South Africa’s central bank raised the repurchase rate by 50 basis points to 4.75% in May this year, which was the biggest hike in rates since January 2016. The SARB has hiked rates by 75 basis points in total prior to the second quarter survey and its 50-basis point increase is likely to influence the third quarter broker survey.
FNB said there were several reasons behind the hike in interest rates, including the war in Ukraine, global supply chain disruptions and inflation.
Industrial sector performance
Respondents of the survey were only upbeat when it came to the industrial property market which saw activity rise from 6.2 in the previous quarter to 6.35 in this quarter. The industrial property market sales activity rating has recorded its highest activity reading since the start of FNB’s survey in early 2019.
John Loos property sector strategist at FNB Commercial Property Finance said: “While this property class is not seeing strong economic performance in the related manufacturing sector, we believe it is benefiting from being the most affordable and adaptable property class in tough financial times, as well as from an increasing need for logistics and warehousing due to greater levels of online retail emerging.”
There are several reasons why the industrial property sector is seeing a boost. Geopolitical risk, supply chain shortages, the boom in online retail sales and the ramping up of the industrial and logistics market are the main drivers behind the need for industrial warehousing space. This has not only been identified in South Africa, but globally too.
Retail and office market problems
But not all commercial property sectors are enjoying an increase in activity, and this may well influence where developers in this space concentrate their efforts over the next few months and years.
Certainly, the office and retail sectors current and future problems looming. According to FNB the retail sector is struggling because of the “financially pressured consumer” while the office market is being challenged by weak levels of service sector employment and remote working which has been on the rise since Covid-19 restrictions eased.
But according to some, South Africans’ love of shopping malls is hardly about to slow despite the pressures on their wallets. According to a report on swissinfo.ch some leading developers are doubling down expansion plans to the tune of R1 trillion in the retail market.
According to property consultants Rode & Associates, more than 300,000 square metres of new leasable retail space will be completed across the country this year, compared with the 367,000 square meters that were completed over the last two years combined.
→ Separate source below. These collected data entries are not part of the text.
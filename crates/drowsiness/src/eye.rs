//! Eye closure and microsleep tracking

use tracing::debug;

use crate::state::EyeClosureState;

/// Hysteresis state machine over the per-eye aspect ratios.
///
/// A closure episode begins when both eyes drop below the threshold and
/// ends when either reopens. Every closure, however brief, counts as one
/// blink on reopening; duration alone distinguishes a quick blink from a
/// sustained microsleep, observed by the caller.
#[derive(Debug, Default)]
pub struct EyeMonitor {
    state: EyeClosureState,
}

impl EyeMonitor {
    pub fn new() -> Self {
        Self::default()
    }

    /// Advance one frame. Returns true when a blink completed this frame.
    pub fn update(
        &mut self,
        left_ear: f32,
        right_ear: f32,
        threshold: f32,
        timestamp_ms: u64,
    ) -> bool {
        let left_closed = left_ear < threshold;
        let right_closed = right_ear < threshold;

        if left_closed && right_closed {
            if self.state.is_closed {
                // Eyes remain closed
                self.state.consecutive_frames += 1;
                self.state.duration_secs = self.state.elapsed_secs(timestamp_ms);
            } else {
                // Start of eye closure
                debug!("eye closure started at {} ms", timestamp_ms);
                self.state.is_closed = true;
                self.state.start_time_ms = Some(timestamp_ms);
                self.state.consecutive_frames = 1;
            }
            return false;
        }

        // At least one eye is open
        let blink_completed = self.state.is_closed && self.state.consecutive_frames > 0;
        if blink_completed {
            debug!(
                "blink completed after {} frames ({:.3} s)",
                self.state.consecutive_frames, self.state.duration_secs
            );
        }
        self.state.reset();
        blink_completed
    }

    /// Discard the closure episode without counting a blink (no-face path)
    pub fn reset(&mut self) {
        self.state.reset();
    }

    /// Both eyes currently closed
    pub fn is_closed(&self) -> bool {
        self.state.is_closed
    }

    /// Continuous closure duration (seconds), 0 while open
    pub fn duration_secs(&self) -> f32 {
        self.state.duration_secs
    }

    pub fn state(&self) -> &EyeClosureState {
        &self.state
    }
}

#[cfg(test)]
mod tests {
    use super::*;

    const THRESHOLD: f32 = 0.15;

    #[test]
    fn test_open_eyes_stay_open() {
        let mut monitor = EyeMonitor::new();
        for i in 0..10u64 {
            assert!(!monitor.update(0.3, 0.3, THRESHOLD, i * 33));
        }
        assert!(!monitor.is_closed());
        assert_eq!(monitor.duration_secs(), 0.0);
    }

    #[test]
    fn test_single_frame_dip_counts_one_blink() {
        let mut monitor = EyeMonitor::new();
        assert!(!monitor.update(0.3, 0.3, THRESHOLD, 0));
        assert!(!monitor.update(0.1, 0.1, THRESHOLD, 33));
        assert!(monitor.update(0.3, 0.3, THRESHOLD, 66));
        assert_eq!(monitor.duration_secs(), 0.0);
        assert!(!monitor.is_closed());
    }

    #[test]
    fn test_one_closed_eye_is_not_a_closure() {
        let mut monitor = EyeMonitor::new();
        assert!(!monitor.update(0.1, 0.3, THRESHOLD, 0));
        assert!(!monitor.is_closed());
        assert!(!monitor.update(0.3, 0.1, THRESHOLD, 33));
        assert!(!monitor.is_closed());
    }

    #[test]
    fn test_sustained_closure_duration_grows() {
        let mut monitor = EyeMonitor::new();
        let mut previous = 0.0;
        for i in 0..5u64 {
            monitor.update(0.05, 0.05, THRESHOLD, i * 33);
            assert!(monitor.duration_secs() >= previous);
            previous = monitor.duration_secs();
        }

        // 5 closed frames at 33 ms: the first frame opens the episode
        assert!((monitor.duration_secs() - 0.132).abs() < 1e-6);
        assert_eq!(monitor.state().consecutive_frames, 5);
        assert!(monitor.is_closed());
    }

    #[test]
    fn test_non_finite_ratio_reads_open() {
        let mut monitor = EyeMonitor::new();
        monitor.update(0.1, 0.1, THRESHOLD, 0);
        // Degenerate geometry produces NaN; the comparison is false and
        // the episode ends as a normal reopening
        assert!(monitor.update(f32::NAN, f32::NAN, THRESHOLD, 33));
        assert!(!monitor.is_closed());
    }

    #[test]
    fn test_reset_discards_closure_without_blink() {
        let mut monitor = EyeMonitor::new();
        monitor.update(0.1, 0.1, THRESHOLD, 0);
        monitor.update(0.1, 0.1, THRESHOLD, 33);
        monitor.reset();

        assert!(!monitor.is_closed());
        assert_eq!(monitor.duration_secs(), 0.0);
        // Reopening after the reset must not report a blink
        assert!(!monitor.update(0.3, 0.3, THRESHOLD, 66));
    }
}
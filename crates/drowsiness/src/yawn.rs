//! Yawn detection with consecutive-frame debouncing

use tracing::debug;

use crate::state::YawnState;

/// Outcome of advancing the yawn machine one frame
#[derive(Debug, Clone, Copy, PartialEq, Eq)]
pub enum YawnTransition {
    /// No confirmed transition this frame
    None,
    /// Sustained mouth opening crossed the debounce window
    Started,
    /// A confirmed yawn ended
    Completed,
}

/// Hysteresis state machine over the mouth aspect ratio.
///
/// Unlike blinks, a yawn is only confirmed once the ratio has stayed
/// above threshold for a full debounce window, suppressing brief mouth
/// movement such as speech.
#[derive(Debug, Default)]
pub struct YawnMonitor {
    state: YawnState,
}

impl YawnMonitor {
    pub fn new() -> Self {
        Self::default()
    }

    /// Advance one frame
    pub fn update(
        &mut self,
        mar: f32,
        threshold: f32,
        min_yawn_frames: u32,
        timestamp_ms: u64,
    ) -> YawnTransition {
        if mar > threshold {
            self.state.frames_above_threshold += 1;

            let mut transition = YawnTransition::None;
            if self.state.frames_above_threshold >= min_yawn_frames && !self.state.in_progress {
                debug!(
                    "yawn confirmed after {} frames",
                    self.state.frames_above_threshold
                );
                self.state.in_progress = true;
                self.state.start_time_ms = Some(timestamp_ms);
                transition = YawnTransition::Started;
            }

            if self.state.in_progress {
                self.state.duration_secs = self.state.elapsed_secs(timestamp_ms);
            }
            return transition;
        }

        // Mouth closed; the episode ends even mid-debounce
        let completed = self.state.in_progress;
        if completed {
            debug!("yawn completed after {:.2} s", self.state.duration_secs);
        }
        self.state.reset();

        if completed {
            YawnTransition::Completed
        } else {
            YawnTransition::None
        }
    }

    /// Discard the episode without signalling completion (no-face path)
    pub fn reset(&mut self) {
        self.state.reset();
    }

    /// A confirmed yawn is in progress
    pub fn in_progress(&self) -> bool {
        self.state.in_progress
    }

    /// Yawn duration so far (seconds), 0 outside a confirmed yawn
    pub fn duration_secs(&self) -> f32 {
        self.state.duration_secs
    }

    pub fn state(&self) -> &YawnState {
        &self.state
    }
}
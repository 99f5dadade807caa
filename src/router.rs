//! Path router (C1).
//!
//! A byte-trie mapping URL path prefixes to handler identifiers. Grounded on
//! `petrel::router`'s `path_set`/`path_node` (`original_source/src/core/router.h`):
//! a 256-ary trie keyed byte-by-byte, terminal nodes carrying the handler,
//! longest-prefix-wins lookup. The original leaks `node_type[256]` arrays with
//! raw `new`/`delete`; here each fan-out is an owned `Box<[Option<Node>; 256]>`
//! so there is nothing to leak and no `unsafe`.

use crate::error::ConfigError;

/// Default handler identifier returned when no registered prefix matches.
pub const DEFAULT_HANDLER: &str = "__default__";

struct Node {
    handler_id: Option<String>,
    children: Option<Box<[Option<Node>; 256]>>,
}

impl Node {
    const fn empty() -> Self {
        Node {
            handler_id: None,
            children: None,
        }
    }
}

fn empty_children() -> Box<[Option<Node>; 256]> {
    Box::new(std::array::from_fn(|_| None))
}

/// Longest-prefix path router. Built once during bootstrap on the main
/// thread; read-only and `Sync`-shared by every worker thereafter.
pub struct Router {
    root: Node,
}

impl Default for Router {
    fn default() -> Self {
        Self::new()
    }
}

impl Router {
    /// Creates an empty router.
    pub fn new() -> Self {
        Router { root: Node::empty() }
    }

    /// Inserts a prefix → handler mapping. Not safe to call concurrently with
    /// [`Router::find`]; callers only invoke this during bootstrap.
    ///
    /// Re-adding a prefix replaces its handler. An empty prefix is rejected.
    pub fn add(&mut self, prefix: &str, handler_id: impl Into<String>) -> Result<(), ConfigError> {
        if prefix.is_empty() {
            return Err(ConfigError::InvalidRoute);
        }

        let mut node = &mut self.root;
        for &byte in prefix.as_bytes() {
            let children = node.children.get_or_insert_with(empty_children);
            node = children[byte as usize].get_or_insert_with(Node::empty);
        }
        node.handler_id = Some(handler_id.into());
        Ok(())
    }

    /// Finds the handler identifier for the longest registered prefix of
    /// `path`, or [`DEFAULT_HANDLER`] if none match (including an empty
    /// `path`).
    pub fn find<'a>(&'a self, path: &str) -> &'a str {
        let mut node = &self.root;
        let mut best: Option<&str> = None;

        for &byte in path.as_bytes() {
            if let Some(id) = &node.handler_id {
                best = Some(id.as_str());
            }
            let Some(children) = &node.children else {
                break;
            };
            let Some(next) = &children[byte as usize] else {
                break;
            };
            node = next;
        }

        if let Some(id) = &node.handler_id {
            best = Some(id.as_str());
        }

        best.unwrap_or(DEFAULT_HANDLER)
    }
}

#[cfg(test)]
mod tests {
    use super::*;

    #[test]
    fn empty_path_returns_default() {
        let router = Router::new();
        assert_eq!(router.find(""), DEFAULT_HANDLER);
    }

    #[test]
    fn rejects_empty_prefix() {
        let mut router = Router::new();
        assert!(matches!(router.add("", "x"), Err(ConfigError::InvalidRoute)));
    }

    #[test]
    fn scenario_s1_routing() {
        let mut router = Router::new();
        router.add("/", "root").unwrap();
        router.add("/a", "A").unwrap();
        router.add("/a/b", "AB").unwrap();

        assert_eq!(router.find("/"), "root");
        assert_eq!(router.find("/x"), "root");
        assert_eq!(router.find("/a"), "A");
        assert_eq!(router.find("/a/"), "A");
        assert_eq!(router.find("/a/b"), "AB");
        assert_eq!(router.find("/a/b/c"), "AB");
        assert_eq!(router.find("/ab"), "A");
    }

    #[test]
    fn readd_replaces_handler() {
        let mut router = Router::new();
        router.add("/x", "first").unwrap();
        router.add("/x", "second").unwrap();
        assert_eq!(router.find("/x"), "second");
    }

    #[test]
    fn byte_wise_non_ascii() {
        let mut router = Router::new();
        router.add("/\u{e9}", "accented").unwrap();
        assert_eq!(router.find("/\u{e9}x"), "accented");
        assert_eq!(router.find("/\u{e9}"), "accented");
    }

    #[test]
    fn case_sensitive() {
        let mut router = Router::new();
        router.add("/Foo", "upper").unwrap();
        assert_eq!(router.find("/foo"), DEFAULT_HANDLER);
        assert_eq!(router.find("/Foo"), "upper");
    }

    proptest::proptest! {
        #[test]
        fn longest_prefix_always_wins(prefixes in proptest::collection::vec("[a-z/]{1,8}", 1..20)) {
            let mut router = Router::new();
            let mut added = Vec::new();
            for (i, p) in prefixes.iter().enumerate() {
                if !p.is_empty() && router.add(p, i.to_string()).is_ok() {
                    added.push((p.clone(), i.to_string()));
                }
            }
            for (path, _) in &added {
                let expected = added
                    .iter()
                    .filter(|(p, _)| path.starts_with(p.as_str()))
                    .max_by_key(|(p, _)| p.len())
                    .map(|(_, id)| id.as_str())
                    .unwrap_or(DEFAULT_HANDLER);
                proptest::prop_assert_eq!(router.find(path), expected);
            }
        }
    }
}
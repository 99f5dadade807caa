//! CLI entry point: parse flags, resolve configuration, wire up logging,
//! register the sample routes, and run the server.

use clap::Parser;

use fiberweb::config::{CliArgs, Config};
use fiberweb::error::Error;
use fiberweb::handler::{HandlerFn, Request as HandlerRequest, Response as HandlerResponse};
use fiberweb::server::Server;

fn main() -> Result<(), Error> {
    let args = CliArgs::parse();
    let config = Config::resolve(&args)?;

    init_logging(config.log_level);

    let mut server = Server::new(config);
    install_default_routes(&mut server)?;

    server.run()
}

fn init_logging(level: u8) {
    let filter = match level {
        0 => "off",
        1 => "error",
        2..=3 => "warn",
        4..=5 => "info",
        6..=7 => "debug",
        _ => "trace",
    };
    let subscriber = tracing_subscriber::fmt()
        .with_env_filter(tracing_subscriber::EnvFilter::new(filter))
        .finish();
    let _ = tracing::subscriber::set_global_default(subscriber);
}

/// A minimal health-check route so a freshly-built binary serves something
/// before user routes/libraries are registered elsewhere.
fn install_default_routes(server: &mut Server) -> Result<(), Error> {
    let health: HandlerFn = std::sync::Arc::new(|_req: &HandlerRequest| {
        Ok(HandlerResponse {
            status: 200,
            content: b"ok".to_vec(),
            headers: std::collections::HashMap::new(),
        })
    });
    server
        .add_route("/healthz", "healthz", health)
        .map_err(Error::Config)?;
    Ok(())
}
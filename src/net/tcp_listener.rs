//! `TcpListener` trait, implemented for both `mio::net::TcpListener` (the
//! worker's live acceptor) and `std::net::TcpListener` (for tests that want
//! a blocking socket). Grounded on `rask`'s `net::tcp_listener`.

use std::io::{Error, Result};
use std::net::SocketAddr;

use super::tcp_stream::TcpStream;

pub trait TcpListener<S: TcpStream> {
    fn bind(addr: SocketAddr) -> Result<Self>
    where
        Self: Sized;

    fn accept(&self) -> Result<(S, SocketAddr)>;

    fn local_addr(&self) -> Result<SocketAddr>;

    fn set_ttl(&self, ttl: u32) -> Result<()>;

    fn ttl(&self) -> Result<u32>;

    fn take_error(&self) -> Result<Option<Error>>;
}

type MTcpListener = mio::net::TcpListener;
type MTcpStream = mio::net::TcpStream;

impl TcpListener<MTcpStream> for MTcpListener {
    #[inline]
    fn bind(addr: SocketAddr) -> Result<Self> {
        Self::bind(addr)
    }

    #[inline]
    fn accept(&self) -> Result<(MTcpStream, SocketAddr)> {
        Self::accept(self)
    }

    #[inline]
    fn local_addr(&self) -> Result<SocketAddr> {
        Self::local_addr(self)
    }

    #[inline]
    fn set_ttl(&self, ttl: u32) -> Result<()> {
        Self::set_ttl(self, ttl)
    }

    #[inline]
    fn ttl(&self) -> Result<u32> {
        Self::ttl(self)
    }

    #[inline]
    fn take_error(&self) -> Result<Option<Error>> {
        Self::take_error(self)
    }
}

type STcpListener = std::net::TcpListener;
type STcpStream = std::net::TcpStream;

impl TcpListener<STcpStream> for STcpListener {
    #[inline]
    fn bind(addr: SocketAddr) -> Result<Self> {
        Self::bind(addr)
    }

    #[inline]
    fn accept(&self) -> Result<(STcpStream, SocketAddr)> {
        Self::accept(self).map(|(stream, addr)| (stream, addr))
    }

    #[inline]
    fn local_addr(&self) -> Result<SocketAddr> {
        Self::local_addr(self)
    }

    #[inline]
    fn set_ttl(&self, ttl: u32) -> Result<()> {
        Self::set_ttl(self, ttl)
    }

    #[inline]
    fn ttl(&self) -> Result<u32> {
        Self::ttl(self)
    }

    #[inline]
    fn take_error(&self) -> Result<Option<Error>> {
        Self::take_error(self)
    }
}
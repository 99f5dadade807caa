//! Task object cache (C5).
//!
//! The original (`original_source/src/core/fiber_task_cache.h`/`.cpp`) parks
//! reusable stackful-fiber objects on a condition variable and re-links them
//! into a thread-local list once their work closure returns, because
//! allocating a fiber's stack is the expensive part to amortize. This
//! crate's tasks are heap-boxed `Future`s (`scheduler.rs`), and
//! `slab::Slab`'s free list already reuses a finished task's slot for the
//! next `spawn` without any extra bookkeeping — so there is no separate
//! stack allocation left to amortize by hand.
//!
//! What *does* carry over is the cache's externally observable contract:
//! track how many tasks are live versus parked, so shutdown can poll until
//! every spawned task has returned to parked (spec.md §4.5, property 7)
//! before the pool is torn down. [`TaskObjectCache`] wraps
//! [`crate::scheduler::Scheduler::spawn`] with exactly that bookkeeping.

use std::cell::Cell;
use std::future::Future;
use std::rc::Rc;
use std::time::Duration;

use crate::scheduler::Scheduler;

struct Counts {
    live: Cell<usize>,
    parked: Cell<usize>,
}

/// Thread-local pool of in-flight task bookkeeping. `!Send`/`!Sync`: exactly
/// one instance per worker, matching [`Scheduler`]. Cheaply `Clone` (an `Rc`
/// bump) so spawned session tasks can hold their own handle back to it.
#[derive(Clone)]
pub struct TaskObjectCache {
    counts: Rc<Counts>,
}

impl Default for TaskObjectCache {
    fn default() -> Self {
        Self::new()
    }
}

impl TaskObjectCache {
    pub fn new() -> Self {
        TaskObjectCache {
            counts: Rc::new(Counts {
                live: Cell::new(0),
                parked: Cell::new(0),
            }),
        }
    }

    /// Runs `work` as a cooperative task on `scheduler`. Equivalent to the
    /// original's `run(work)`: acquire-or-create a task object, hand it the
    /// work, let it re-park on completion.
    pub fn run(&self, scheduler: &Scheduler, work: impl Future<Output = ()> + 'static) {
        let counts = Rc::clone(&self.counts);
        counts.live.set(counts.live.get() + 1);
        scheduler.spawn(async move {
            work.await;
            counts.live.set(counts.live.get() - 1);
            counts.parked.set(counts.parked.get() + 1);
        });
    }

    /// Tasks currently executing (not yet returned to the parked state).
    pub fn live_count(&self) -> usize {
        self.counts.live.get()
    }

    /// Tasks that have completed their work and are available for reuse.
    pub fn parked_count(&self) -> usize {
        self.counts.parked.get()
    }

    /// True once no task is mid-execution — the precondition spec.md §4.5
    /// requires before a worker may tear down its task cache.
    pub fn quiescent(&self) -> bool {
        self.counts.live.get() == 0
    }
}

/// Polls `scheduler`/`cache` with the given backoff until
/// [`TaskObjectCache::quiescent`] holds, running scheduler turns so any
/// in-flight tasks actually get a chance to finish. Used by worker shutdown
/// (spec.md §4.6).
pub fn drain_until_quiescent(scheduler: &Scheduler, cache: &TaskObjectCache, poll_backoff: Duration) {
    while !cache.quiescent() {
        let _ = scheduler.run_once(|_| {});
        std::thread::sleep(poll_backoff);
    }
}

#[cfg(test)]
mod tests {
    use super::*;
    use std::cell::RefCell;

    #[test]
    fn run_tracks_live_then_parked() {
        let scheduler = Scheduler::new().unwrap();
        let cache = TaskObjectCache::new();
        let ran = Rc::new(RefCell::new(false));
        let ran2 = Rc::clone(&ran);

        cache.run(&scheduler, async move {
            *ran2.borrow_mut() = true;
        });
        assert_eq!(cache.live_count(), 1);

        scheduler.run_once(|_| {}).unwrap();
        assert!(*ran.borrow());
        assert_eq!(cache.live_count(), 0);
        assert_eq!(cache.parked_count(), 1);
        assert!(cache.quiescent());
    }

    #[test]
    fn drain_until_quiescent_waits_for_in_flight_tasks() {
        let scheduler = Scheduler::new().unwrap();
        let cache = TaskObjectCache::new();
        cache.run(&scheduler, async {});
        drain_until_quiescent(&scheduler, &cache, Duration::from_millis(1));
        assert!(cache.quiescent());
        assert_eq!(cache.parked_count(), 1);
    }
}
New malls include Oceans Mall in Durban, KwaBhaca Mall in the Eastern Cape and Mamelodi Square in Pretoria.
Commercial property highs and lows
While confidence, particularly in retail and office, is on a slow downward trajectory among brokers this wasn’t the case earlier in the year, demonstrating how swiftly things can change.
According to the survey, broker business confidence had been improving until early 2022 probably because the threat of Covid-19 was receding, and restrictions were lifting.
But not long after, these had been thwarted by economic head winds which include inflation and the Russia Ukraine conflict.
So, is this optimism likely to return any time soon? Not according to FNB. While there had been some positivity around the industrial property market, this is unlikely to last well into 2022. What’s more, FNB expects decline in sales activity across all three classes of property in the second half of the year.
Only time will tell if the experts and brokers surveyed are right.